Dataset items:
┏━━

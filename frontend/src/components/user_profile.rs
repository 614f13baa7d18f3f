use crate::auth::{call, use_auth};
use crate::components::icons::*;
use crate::components::layout::AppShell;
use crate::components::notice::{Notifier, Toast};
use cn19::shared::protocol::{ChangePasswordRequest, UserStatsRequest};
use cn19::shared::validation::validate_new_password;
use cn19::shared::{Role, UserStats};
use leptos::prelude::*;
use leptos::task::spawn_local;

/// 个人资料：账号信息、本月统计、修改密码
#[component]
pub fn UserProfilePage() -> impl IntoView {
    let auth = use_auth();
    let notifier = Notifier::new();
    let (stats, set_stats) = signal(Option::<UserStats>::None);
    let (current, set_current) = signal(String::new());
    let (new_password, set_new_password) = signal(String::new());
    let (confirm, set_confirm) = signal(String::new());
    let (saving, set_saving) = signal(false);

    spawn_local(async move {
        match call(&auth, UserStatsRequest).await {
            Ok(s) => set_stats.set(Some(s)),
            Err(e) => notifier.api_error(&e, "Erro ao carregar estatísticas"),
        }
    });

    let on_submit = move |ev: leptos::ev::SubmitEvent| {
        ev.prevent_default();
        let current_password = current.get();
        let password = new_password.get();
        if current_password.is_empty() {
            notifier.error("Informe a senha atual");
            return;
        }
        if let Err(e) = validate_new_password(&password, &confirm.get()) {
            notifier.error(e.to_string());
            return;
        }
        set_saving.set(true);
        spawn_local(async move {
            let req = ChangePasswordRequest {
                current_password,
                new_password: password,
            };
            match call(&auth, req).await {
                Ok(resp) => {
                    notifier.success(resp.message);
                    set_current.set(String::new());
                    set_new_password.set(String::new());
                    set_confirm.set(String::new());
                }
                Err(e) => notifier.api_error(&e, "Erro ao alterar senha"),
            }
            set_saving.set(false);
        });
    };

    let username = move || auth.user().map(|u| u.username).unwrap_or_default();
    let initial = move || auth.user().map(|u| u.initial()).unwrap_or_default();
    let role = move || match auth.user().map(|u| u.role) {
        Some(Role::Admin) => "Administrador",
        _ => "Usuário",
    };

    view! {
        <AppShell>
            <Toast notifier=notifier />
            <div class="card bg-base-100 shadow">
                <div class="card-body flex-row items-center gap-4">
                    <div class="avatar placeholder">
                        <div class="bg-primary text-primary-content rounded-full w-16">
                            <span class="text-2xl">{initial}</span>
                        </div>
                    </div>
                    <div>
                        <h1 class="text-2xl font-bold">{username}</h1>
                        <span class="badge badge-outline gap-1"><UserIcon attr:class="h-3 w-3" /> {role}</span>
                    </div>
                </div>
            </div>

            {move || stats.get().map(|s| view! {
                <div class="stats shadow w-full stats-vertical md:stats-horizontal bg-base-100">
                    <div class="stat">
                        <div class="stat-title">{format!("Criadas em {} {}", s.month, s.year)}</div>
                        <div class="stat-value text-primary">{s.created_count}</div>
                        <div class="stat-desc">{format!("{} aprovadas", s.approved_created_count)}</div>
                    </div>
                    <div class="stat">
                        <div class="stat-title">"Finalizadas"</div>
                        <div class="stat-value text-success">{s.finished_count}</div>
                        <div class="stat-desc">{format!("{} aprovadas", s.approved_finished_count)}</div>
                    </div>
                </div>
            })}

            <div class="card bg-base-100 shadow">
                <div class="card-body">
                    <h2 class="card-title gap-2"><Key attr:class="h-5 w-5" /> "Alterar senha"</h2>
                    <form class="space-y-3 max-w-md" on:submit=on_submit>
                        <input type="password" class="input input-bordered w-full" placeholder="Senha atual"
                            prop:value=current on:input=move |ev| set_current.set(event_target_value(&ev)) />
                        <input type="password" class="input input-bordered w-full" placeholder="Nova senha"
                            prop:value=new_password on:input=move |ev| set_new_password.set(event_target_value(&ev)) />
                        <input type="password" class="input input-bordered w-full" placeholder="Confirmar nova senha"
                            prop:value=confirm on:input=move |ev| set_confirm.set(event_target_value(&ev)) />
                        <button type="submit" class="btn btn-primary" disabled=move || saving.get()>
                            {move || if saving.get() { "Salvando..." } else { "Alterar senha" }}
                        </button>
                    </form>
                </div>
            </div>
        </AppShell>
    }
}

┗━━

▶ **Task prompt**:
Write out word for word only the lines from the start of the entries down to the line with "let (stats, set_stats)", please, including both ends.

▶ **Result**:
filename frontend/src/components/user_profile.rs
repository 614f13baa7d18f3f
use crate::auth::{call, use_auth};
use crate::components::icons::*;
use crate::components::layout::AppShell;
use crate::components::notice::{Notifier, Toast};
use cn19::shared::protocol::{ChangePasswordRequest, UserStatsRequest};
use cn19::shared::validation::validate_new_password;
use cn19::shared::{Role, UserStats};
use leptos::prelude::*;
use leptos::task::spawn_local;

/// 个人资料：账号信息、本月统计、修改密码
#[component]
pub fn UserProfilePage() -> impl IntoView {
    let auth = use_auth();
    let notifier = Notifier::new();
    let (stats, set_stats) = signal(Option::<UserStats>::None);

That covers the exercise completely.